# shocks for a 68



## boomer (Oct 19, 2009)

looking to put new shocks all around in my 68 convertible. Im going nuts trying to decide on what type. need some guidance. Trying not to break the bank on the restoration but i want a smooth ride that will handle well.


----------



## allpawl66 (May 9, 2008)

Regular gas shocks , front and rear sway bar , best of both worlds for handling and smooth not stiff ride . Rock auto just got 4 Gabriel gas shocks shipped for less than 50.00 .


----------



## jetstang (Nov 5, 2008)

I put the $25 ea. Gabriel ultras on my 70 w/sway bars and it made a world of difference and not too stiff. I would put the best, normal shock on, it should give you a great ride. I remember PST always has the KYBs for $119 a set, that's a good deal. Or you could get the progressive valving, light for the bumps but stiffen up when you throw it in a corner. The suspension is so out dated that I would put really good shocks on to try to get it to handle better without body roll and big sway bars... Poly bushings are nice also.


----------



## 68greengoat (Sep 15, 2005)

jetstang said:


> I put the $25 ea. Gabriel ultras on my 70 w/sway bars and it made a world of difference and not too stiff. I would put the best, normal shock on, it should give you a great ride. I remember PST always has the KYBs for $119 a set, that's a good deal. Or you could get the progressive valving, light for the bumps but stiffen up when you throw it in a corner. The suspension is so out dated that I would put really good shocks on to try to get it to handle better without body roll and big sway bars... *Poly bushings are nice also*.

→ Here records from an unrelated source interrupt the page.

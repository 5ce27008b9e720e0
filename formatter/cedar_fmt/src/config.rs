//! Formatting options.
//!
//! A plain value, cheap to clone, with `Default` giving the house style.
//! The engine reads it; nothing here is interpreted lazily.

use crate::align::{AlignFlags, WrapMode};

/// How indentation text is rendered.
#[derive(Copy, Clone, Debug, PartialEq, Eq)]
pub enum IndentStyle {
    /// Tabs up to the last full tab stop, spaces for the remainder.
    Tabs,
    Spaces,
    /// Tabs for whole indent units, spaces for continuation columns.
    Mixed,
}

/// Options consumed by the formatting pass.
#[derive(Clone, Debug)]
pub struct FormatConfig {
    /// Maximum line width in columns.
    pub page_width: u32,
    pub indent_style: IndentStyle,
    /// Columns per logical indent level.
    pub indent_size: u32,
    /// Columns per tab stop, used for column accounting and `Tabs`/`Mixed`
    /// rendering.
    pub tab_size: u32,
    /// Extra indent units applied to wrapped continuation lines.
    pub continuation_indent: u32,
    /// Blank lines kept between constructs; anything beyond is collapsed.
    pub blank_lines_to_preserve: u32,

    /// Wrap layout for call argument lists.
    pub wrap_arguments: WrapMode,
    /// Wrap layout for function parameter lists.
    pub wrap_parameters: WrapMode,
    /// Indent placement for wrapped argument fragments. Empty means the
    /// continuation indent.
    pub wrap_indent_arguments: AlignFlags,
    /// Indent placement for wrapped parameter fragments.
    pub wrap_indent_parameters: AlignFlags,

    pub space_before_comma: bool,
    pub space_after_comma: bool,
    pub space_around_binary_operators: bool,
    pub space_between_empty_parens: bool,

    /// Comment text that disables formatting until the matching on-marker.
    pub format_off_marker: String,
    pub format_on_marker: String,
}

impl Default for FormatConfig {
    fn default() -> Self {
        FormatConfig {
            page_width: 80,
            indent_style: IndentStyle::Spaces,
            indent_size: 4,
            tab_size: 4,
            continuation_indent: 2,
            blank_lines_to_preserve: 1,
            wrap_arguments: WrapMode::CompactSplit,
            wrap_parameters: WrapMode::CompactSplit,
            wrap_indent_arguments: AlignFlags::empty(),
            wrap_indent_parameters: AlignFlags::empty(),
            space_before_comma: false,
            space_after_comma: true,
            space_around_binary_operators: true,
            space_between_empty_parens: false,
            format_off_marker: "cedar-format: off".to_owned(),
            format_on_marker: "cedar-format: on".to_owned(),
        }
    }
}

impl FormatConfig {
    /// Indentation columns added per wrapped line.
    pub(crate) fn continuation_columns(&self) -> u32 {
        self.continuation_indent * self.indent_size
    }
}
//! Byte cursor over a sentinel-terminated buffer.
//!
//! The cursor advances byte-by-byte; the sentinel guarantees safe
//! termination without per-read bounds checks. Line-oriented scans use
//! memchr so comments and preprocessor lines cost one search, not one
//! comparison per byte.

use memchr::{memchr, memchr2};

use crate::SourceBuffer;

/// Byte cursor with an upper bound (the scan window end).
#[derive(Clone)]
pub struct Cursor<'a> {
    buf: &'a SourceBuffer,
    pos: u32,
    /// Exclusive end of the scan window; reads at or past it yield 0.
    end: u32,
}

impl<'a> Cursor<'a> {
    /// Create a cursor over the whole buffer.
    pub fn new(buf: &'a SourceBuffer) -> Self {
        Cursor {
            buf,
            pos: 0,
            end: buf.len(),
        }
    }

    /// Current byte position.
    #[inline]
    pub fn pos(&self) -> u32 {
        self.pos
    }

    /// Exclusive window end.
    #[inline]
    pub fn window_end(&self) -> u32 {
        self.end
    }

    /// Reposition the cursor to a byte window.
    ///
    /// `end` is clamped to the buffer length; `pos` is clamped to `end`.
    pub fn reset_to(&mut self, pos: u32, end: u32) {
        self.end = end.min(self.buf.len());
        self.pos = pos.min(self.end);
    }

    /// Check if the cursor has reached the window end.
    #[inline]
    pub fn at_end(&self) -> bool {
        self.pos >= self.end
    }

    /// Current byte, or 0 at/past the window end.
    #[inline]
    pub fn current(&self) -> u8 {
        if self.pos >= self.end {
            0
        } else {
            self.buf.byte(self.pos)
        }
    }

    /// Byte one position ahead, or 0 at/past the window end.
    #[inline]
    pub fn peek(&self) -> u8 {
        if self.pos + 1 >= self.end {
            0
        } else {
            self.buf.byte(self.pos + 1)
        }
    }

    /// Byte two positions ahead, or 0 at/past the window end.
    #[inline]
    pub fn peek2(&self) -> u8 {
        if self.pos + 2 >= self.end {
            0
        } else {
            self.buf.byte(self.pos + 2)
        }
    }

    /// Advance one byte.
    #[inline]
    pub fn bump(&mut self) {
        if self.pos < self.end {
            self.pos += 1;
        }
    }

    /// Advance `n` bytes (clamped to the window end).
    #[inline]
    pub fn bump_n(&mut self, n: u32) {
        self.pos = (self.pos + n).min(self.end);
    }

    /// Advance to the next occurrence of `needle` within the window.
    ///
    /// Leaves the cursor ON the needle byte, or at the window end if the
    /// needle does not occur.
    pub fn advance_to_byte(&mut self, needle: u8) {
        let haystack = &self.buf.bytes()[self.pos as usize..self.end as usize];
        match memchr(needle, haystack) {
            Some(i) => self.pos += i as u32,
            None => self.pos = self.end,
        }
    }

    /// Advance to the next occurrence of either needle within the window.
    ///
    /// Leaves the cursor ON the found byte, or at the window end.
    pub fn advance_to_byte2(&mut self, n1: u8, n2: u8) {
        let haystack = &self.buf.bytes()[self.pos as usize..self.end as usize];
        match memchr2(n1, n2, haystack) {
            Some(i) => self.pos += i as u32,
            None => self.pos = self.end,
        }
    }

    /// Check whether `pos` sits at the start of a line: only spaces or
    /// tabs between it and the preceding newline (or file start).
    ///
    /// Looks backwards through the buffer, ignoring the window, because
    /// line starts are a property of the original text.
    pub fn at_line_start(&self, pos: u32) -> bool {
        let mut i = pos;
        while i > 0 {
            match self.buf.byte(i - 1) {
                b' ' | b'\t' => i -= 1,
                b'\n' => return true,
                _ => return false,
            }
        }
        true
    }
}

#[cfg(test)]
mod tests {
    use super::*;

    #[test]
    fn cursor_reads_and_bumps() {
        let buf = SourceBuffer::new("abc");
        let mut c = Cursor::new(&buf);
        assert_eq!(c.current(), b'a');
        assert_eq!(c.peek(), b'b');
        assert_eq!(c.peek2(), b'c');
        c.bump();
        assert_eq!(c.current(), b'b');
        c.bump_n(5);
        assert!(c.at_end());
        assert_eq!(c.current(), 0);
    }

    #[test]
    fn cursor_window_clamps_reads() {
        let buf = SourceBuffer::new("abcdef");
        let mut c = Cursor::new(&buf);
        c.reset_to(1, 3);
        assert_eq!(c.current(), b'b');
        assert_eq!(c.peek(), b'c');
        assert_eq!(c.peek2(), 0);
        c.bump_n(10);
        assert_eq!(c.pos(), 3);
    }

    #[test]
    fn advance_to_byte_stops_on_needle() {
        let buf = SourceBuffer::new("abc\ndef");
        let mut c = Cursor::new(&buf);
        c.advance_to_byte(b'\n');
        assert_eq!(c.pos(), 3);
        c.advance_to_byte(b'x');
        assert_eq!(c.pos(), 7);
    }

    #[test]
    fn line_start_detection() {
        let buf = SourceBuffer::new("ab\n  #if\nx");
        let c = Cursor::new(&buf);
        assert!(c.at_line_start(0));
        assert!(!c.at_line_start(1));
        assert!(c.at_line_start(3));
        assert!(c.at_line_start(5)); // only spaces before the '#'
        assert!(!c.at_line_start(7));
    }
}
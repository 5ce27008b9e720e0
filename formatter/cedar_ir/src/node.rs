//! The generic syntax tree walked by the formatter.
//!
//! Nodes carry no payload beyond kind, span, and children: operator
//! tokens, names, and punctuation stay in the source text and are
//! re-encountered by the formatter's own scanner. A node whose text
//! derives from a macro expansion carries `from_expansion`; its span is
//! the resolved file span of the expansion reference.

use crate::Span;

/// Node kinds for the exercised C-family subset.
///
/// `Problem` is the parse-error placeholder: the formatter contains it to
/// one sibling and copies its bytes verbatim.
#[derive(Copy, Clone, Debug, PartialEq, Eq, Hash)]
pub enum NodeKind {
    TranslationUnit,
    /// `type name [= initializer] ;`
    Declaration,
    FunctionDef,
    ParamList,
    Param,
    CompoundStmt,
    ExprStmt,
    ReturnStmt,
    IfStmt,
    WhileStmt,
    /// A flattened same-precedence operator chain; children are the
    /// operands, operators remain in the token stream.
    BinaryExpr,
    CallExpr,
    ParenExpr,
    NameRef,
    Literal,
    /// Parse-error placeholder spanning the unparsable region.
    Problem,
}

impl NodeKind {
    /// Check if this kind is an expression.
    #[inline]
    pub fn is_expr(self) -> bool {
        matches!(
            self,
            NodeKind::BinaryExpr
                | NodeKind::CallExpr
                | NodeKind::ParenExpr
                | NodeKind::NameRef
                | NodeKind::Literal
        )
    }

    /// Check if this kind is a statement.
    #[inline]
    pub fn is_stmt(self) -> bool {
        matches!(
            self,
            NodeKind::CompoundStmt
                | NodeKind::ExprStmt
                | NodeKind::ReturnStmt
                | NodeKind::IfStmt
                | NodeKind::WhileStmt
        )
    }
}

/// One node of the generic tree.
#[derive(Clone, Debug, PartialEq, Eq)]
pub struct SyntaxNode {
    pub kind: NodeKind,
    /// True file span (expansion indirections are resolved by the parser).
    pub span: Span,
    /// Whether the node's text derives from a macro expansion.
    pub from_expansion: bool,
    pub children: Vec<SyntaxNode>,
}

impl SyntaxNode {
    /// Create a leaf node.
    pub fn leaf(kind: NodeKind, span: Span) -> Self {
        SyntaxNode {
            kind,
            span,
            from_expansion: false,
            children: Vec::new(),
        }
    }

    /// Create an interior node; the span must cover all children.
    pub fn new(kind: NodeKind, span: Span, children: Vec<SyntaxNode>) -> Self {
        SyntaxNode {
            kind,
            span,
            from_expansion: false,
            children,
        }
    }

    /// Mark the node as macro-derived.
    #[must_use]
    pub fn with_expansion(mut self) -> Self {
        self.from_expansion = true;
        self
    }

    /// Depth-first count of nodes, including self.
    pub fn node_count(&self) -> usize {
        1 + self.children.iter().map(SyntaxNode::node_count).sum::<usize>()
    }
}

#[cfg(test)]
mod tests {
    use super::*;
    use pretty_assertions::assert_eq;

    #[test]
    fn node_count_counts_self_and_children() {
        let node = SyntaxNode::new(
            NodeKind::BinaryExpr,
            Span::new(0, 5),
            vec![
                SyntaxNode::leaf(NodeKind::Literal, Span::new(0, 1)),
                SyntaxNode::leaf(NodeKind::Literal, Span::new(4, 5)),
            ],
        );
        assert_eq!(node.node_count(), 3);
    }

    #[test]
    fn kind_classification() {
        assert!(NodeKind::BinaryExpr.is_expr());
        assert!(!NodeKind::BinaryExpr.is_stmt());
        assert!(NodeKind::ExprStmt.is_stmt());
        assert!(!NodeKind::Problem.is_expr());
    }
}
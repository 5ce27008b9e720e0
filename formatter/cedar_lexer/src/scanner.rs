//! Hand-written scanner producing spanned tokens.
//!
//! The scanner operates on a [`Cursor`] within a resettable window. Each
//! dispatch arm is a focused method that advances the cursor and returns
//! the finished token. Keywords are resolved here (there is no separate
//! cooking layer; the formatter consumes tokens directly).

use crate::cursor::Cursor;
use crate::token::{Token, TokenKind};
use crate::SourceBuffer;

/// Window re-lexing scanner.
///
/// Re-scanning the same window always yields the same token sequence;
/// there is no internal state beyond the cursor position.
pub struct Scanner<'a> {
    cursor: Cursor<'a>,
    buf: &'a SourceBuffer,
}

impl<'a> Scanner<'a> {
    /// Create a scanner over the whole buffer.
    pub fn new(buf: &'a SourceBuffer) -> Self {
        Scanner {
            cursor: Cursor::new(buf),
            buf,
        }
    }

    /// Reposition the scanner to a byte window.
    pub fn reset_to(&mut self, start: u32, end: u32) {
        self.cursor.reset_to(start, end);
    }

    /// Offset of the next unscanned byte.
    #[inline]
    pub fn position(&self) -> u32 {
        self.cursor.pos()
    }

    /// Exclusive end of the current window.
    #[inline]
    pub fn window_end(&self) -> u32 {
        self.cursor.window_end()
    }

    /// Non-consuming look at the next token.
    pub fn peek(&mut self) -> Token {
        let save = self.cursor.pos();
        let token = self.next_token();
        self.cursor.reset_to(save, self.cursor.window_end());
        token
    }

    /// Non-consuming look at the next non-trivia token.
    pub fn peek_significant(&mut self) -> Token {
        let save = self.cursor.pos();
        let token = loop {
            let t = self.next_token();
            if !t.kind.is_trivia() {
                break t;
            }
        };
        self.cursor.reset_to(save, self.cursor.window_end());
        token
    }

    /// Produce the next token.
    ///
    /// Returns an empty `Eof` token at the window end; subsequent calls
    /// keep returning `Eof`.
    pub fn next_token(&mut self) -> Token {
        let start = self.cursor.pos();
        if self.cursor.at_end() {
            return self.finish(start, TokenKind::Eof);
        }
        match self.cursor.current() {
            b' ' | b'\t' | b'\r' | b'\n' => self.whitespace(start),
            b'/' => self.slash(start),
            b'#' => self.hash(start),
            b'a'..=b'z' | b'A'..=b'Z' | b'_' => self.identifier(start),
            b'0'..=b'9' => self.number(start),
            b'"' => self.string_lit(start),
            b'\'' => self.char_lit(start),
            b'(' => self.single(start, TokenKind::LParen),
            b')' => self.single(start, TokenKind::RParen),
            b'{' => self.single(start, TokenKind::LBrace),
            b'}' => self.single(start, TokenKind::RBrace),
            b'[' => self.single(start, TokenKind::LBracket),
            b']' => self.single(start, TokenKind::RBracket),
            b',' => self.single(start, TokenKind::Comma),
            b';' => self.single(start, TokenKind::Semi),
            b':' => self.single(start, TokenKind::Colon),
            b'?' => self.single(start, TokenKind::Question),
            b'.' => self.dot(start),
            b'+' => self.plus(start),
            b'-' => self.minus(start),
            b'*' => self.maybe_assign(start, TokenKind::Star, TokenKind::StarAssign),
            b'%' => self.single(start, TokenKind::Percent),
            b'&' => self.double_or(start, b'&', TokenKind::AmpAmp, TokenKind::Amp),
            b'|' => self.double_or(start, b'|', TokenKind::PipePipe, TokenKind::Pipe),
            b'^' => self.single(start, TokenKind::Caret),
            b'~' => self.single(start, TokenKind::Tilde),
            b'!' => self.maybe_assign(start, TokenKind::Bang, TokenKind::NotEq),
            b'=' => self.maybe_assign(start, TokenKind::Assign, TokenKind::EqEq),
            b'<' => self.angle(start, b'<', TokenKind::Less, TokenKind::LessEq, TokenKind::Shl),
            b'>' => self.angle(start, b'>', TokenKind::Greater, TokenKind::GreaterEq, TokenKind::Shr),
            _ => self.single(start, TokenKind::InvalidByte),
        }
    }

    // ── dispatch arms ──────────────────────────────────────────────────

    fn whitespace(&mut self, start: u32) -> Token {
        while matches!(self.cursor.current(), b' ' | b'\t' | b'\r' | b'\n') && !self.cursor.at_end()
        {
            self.cursor.bump();
        }
        self.finish(start, TokenKind::Whitespace)
    }

    fn slash(&mut self, start: u32) -> Token {
        match self.cursor.peek() {
            b'/' => {
                self.cursor.advance_to_byte2(b'\n', b'\r');
                self.finish(start, TokenKind::LineComment)
            }
            b'*' => {
                self.cursor.bump_n(2);
                loop {
                    self.cursor.advance_to_byte(b'*');
                    if self.cursor.at_end() {
                        return self.finish(start, TokenKind::UnterminatedBlockComment);
                    }
                    if self.cursor.peek() == b'/' {
                        self.cursor.bump_n(2);
                        return self.finish(start, TokenKind::BlockComment);
                    }
                    self.cursor.bump();
                }
            }
            b'=' => {
                self.cursor.bump_n(2);
                self.finish(start, TokenKind::SlashAssign)
            }
            _ => self.single(start, TokenKind::Slash),
        }
    }

    /// `#` at a line start opens a preprocessor line running to the next
    /// unescaped newline (backslash continuations included, the newline
    /// itself excluded). Anywhere else a `#` is a stray byte.
    fn hash(&mut self, start: u32) -> Token {
        if !self.cursor.at_line_start(start) {
            return self.single(start, TokenKind::InvalidByte);
        }
        loop {
            self.cursor.advance_to_byte2(b'\\', b'\n');
            match self.cursor.current() {
                b'\\' => {
                    // Continuation: skip the backslash and the line break.
                    self.cursor.bump();
                    if self.cursor.current() == b'\r' {
                        self.cursor.bump();
                    }
                    if self.cursor.current() == b'\n' {
                        self.cursor.bump();
                    }
                }
                _ => break, // newline (not consumed) or window end
            }
        }
        self.finish(start, TokenKind::Preprocessor)
    }

    fn identifier(&mut self, start: u32) -> Token {
        while matches!(self.cursor.current(), b'a'..=b'z' | b'A'..=b'Z' | b'0'..=b'9' | b'_') {
            self.cursor.bump();
        }
        let kind = match &self.buf.bytes()[start as usize..self.cursor.pos() as usize] {
            b"return" => TokenKind::KwReturn,
            b"if" => TokenKind::KwIf,
            b"else" => TokenKind::KwElse,
            b"while" => TokenKind::KwWhile,
            b"struct" => TokenKind::KwStruct,
            b"break" => TokenKind::KwBreak,
            b"continue" => TokenKind::KwContinue,
            _ => TokenKind::Ident,
        };
        self.finish(start, kind)
    }

    fn number(&mut self, start: u32) -> Token {
        if self.cursor.current() == b'0' && matches!(self.cursor.peek(), b'x' | b'X') {
            self.cursor.bump_n(2);
            while self.cursor.current().is_ascii_hexdigit() {
                self.cursor.bump();
            }
            return self.finish(start, TokenKind::Int);
        }
        while self.cursor.current().is_ascii_digit() {
            self.cursor.bump();
        }
        let mut kind = TokenKind::Int;
        if self.cursor.current() == b'.' && self.cursor.peek().is_ascii_digit() {
            self.cursor.bump();
            while self.cursor.current().is_ascii_digit() {
                self.cursor.bump();
            }
            kind = TokenKind::Float;
        }
        // Integer/float suffixes (u, l, f combinations)
        while matches!(
            self.cursor.current(),
            b'u' | b'U' | b'l' | b'L' | b'f' | b'F'
        ) {
            self.cursor.bump();
        }
        self.finish(start, kind)
    }

    fn string_lit(&mut self, start: u32) -> Token {
        self.quoted(start, b'"', TokenKind::StringLit, TokenKind::UnterminatedString)
    }

    fn char_lit(&mut self, start: u32) -> Token {
        self.quoted(start, b'\'', TokenKind::CharLit, TokenKind::UnterminatedChar)
    }

    /// A literal is unterminated at a raw newline or at the window end;
    /// the partial token is returned so the caller can abort gracefully.
    fn quoted(&mut self, start: u32, quote: u8, ok: TokenKind, bad: TokenKind) -> Token {
        self.cursor.bump();
        loop {
            if self.cursor.at_end() {
                return self.finish(start, bad);
            }
            match self.cursor.current() {
                b'\n' => return self.finish(start, bad),
                b'\\' => self.cursor.bump_n(2),
                b if b == quote => {
                    self.cursor.bump();
                    return self.finish(start, ok);
                }
                _ => self.cursor.bump(),
            }
        }
    }

    fn dot(&mut self, start: u32) -> Token {
        if self.cursor.peek() == b'.' && self.cursor.peek2() == b'.' {
            self.cursor.bump_n(3);
            return self.finish(start, TokenKind::Ellipsis);
        }
        self.single(start, TokenKind::Dot)
    }

    fn plus(&mut self, start: u32) -> Token {
        match self.cursor.peek() {
            b'+' => {
                self.cursor.bump_n(2);
                self.finish(start, TokenKind::Inc)
            }
            b'=' => {
                self.cursor.bump_n(2);
                self.finish(start, TokenKind::PlusAssign)
            }
            _ => self.single(start, TokenKind::Plus),
        }
    }

    fn minus(&mut self, start: u32) -> Token {
        match self.cursor.peek() {
            b'-' => {
                self.cursor.bump_n(2);
                self.finish(start, TokenKind::Dec)
            }
            b'=' => {
                self.cursor.bump_n(2);
                self.finish(start, TokenKind::MinusAssign)
            }
            b'>' => {
                self.cursor.bump_n(2);
                self.finish(start, TokenKind::Arrow)
            }
            _ => self.single(start, TokenKind::Minus),
        }
    }

    /// `<` / `>` family: bare, `<=`/`>=`, or `<<`/`>>`.
    fn angle(&mut self, start: u32, ch: u8, bare: TokenKind, eq: TokenKind, shift: TokenKind) -> Token {
        match self.cursor.peek() {
            b'=' => {
                self.cursor.bump_n(2);
                self.finish(start, eq)
            }
            b if b == ch => {
                self.cursor.bump_n(2);
                self.finish(start, shift)
            }
            _ => self.single(start, bare),
        }
    }

    fn maybe_assign(&mut self, start: u32, bare: TokenKind, with_eq: TokenKind) -> Token {
        if self.cursor.peek() == b'=' {
            self.cursor.bump_n(2);
            self.finish(start, with_eq)
        } else {
            self.single(start, bare)
        }
    }

    fn double_or(&mut self, start: u32, ch: u8, double: TokenKind, bare: TokenKind) -> Token {
        if self.cursor.peek() == ch {
            self.cursor.bump_n(2);
            self.finish(start, double)
        } else {
            self.single(start, bare)
        }
    }

    fn single(&mut self, start: u32, kind: TokenKind) -> Token {
        self.cursor.bump();
        self.finish(start, kind)
    }

    #[inline]
    fn finish(&self, start: u32, kind: TokenKind) -> Token {
        Token {
            kind,
            start,
            end: self.cursor.pos(),
        }
    }
}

That's what I was going to mention too. That and new springs. I used polys everywhere including the body bushings, new springs and new standard shocks. Really made it handle good. But, it did stiffen the ride. For me, that was fine.


----------



## boomer (Oct 19, 2009)

i looked into the kyb and decided to go with those. thanks for the suggestions. I hope they work out the way i want them to


----------



## geeteeohguy (Feb 2, 2008)

Boomer, you should be happy with the KYB's. I installed a set of KYB gas-a-justs on my '67 convertible about 25 years ago and 120,000 miles ago and they're still working great! Talk about bang for the buck......


----------



## bobby326 (Dec 13, 2009)

:cheersboomer i got kyb's 4 my 67 lemans from discountautoskocks.com. they were cheap. 23 each 4 the front and 35 each for the rears with free shipping also. hopefully will save a few bucks


----------



## boomer (Oct 19, 2009)

i should have them by monday. cant wait, that will get the frame almost done. once i run the fuel and brake lines its time to drop in the drivetrain and exhaust and move on to the body. finally seeing progress but still a long way to go. Have a little patch work to do in the floor and trunk anybody know the correct guage of the floor pans? i need to get a small piece of stock for some minor repairs and want to get the right one. ive seen 16 and 18 as correct and i know it cant be both


----------



## djn789 (Jul 12, 2010)

This reply is for 68greengoat I am in the prosses of putting new shocks all around as well as new coil springs on the front. because the rear shocks have a single air line to fill them however the rear passanger side is 1" lower than the driver side.
I really like the look of your GTO in regards to its ride height.
I have noticed in catalogs they offer 1" dropfront coil springs.
Did you use those? I was also wondering the ride height of the front and rear of your GTO.
Its very impressive and looks great. 
Thanks!


----------



## 68greengoat (Sep 15, 2005)

djn789 said:


> This reply is for 68greengoat I am in the prosses of putting new shocks all around as well as new coil springs on the front. because the rear shocks have a single air line to fill them however the rear passanger side is 1" lower than the driver side.
> I really like the look of your GTO in regards to its ride height.
> I have noticed in catalogs they offer 1" dropfront coil springs.
> Did you use those? I was also wondering the ride height of the front and rear of your GTO.
> ...


Thanks for the compliment. I would have replied sooner this afternoon, but, I spent it in the ER getiing my finger stitched up. Tried to take it off with a 4" angle grinder. So my middle finger looks like a white corn dog. The numbness is wearing off so let the throbbing begin! I digress....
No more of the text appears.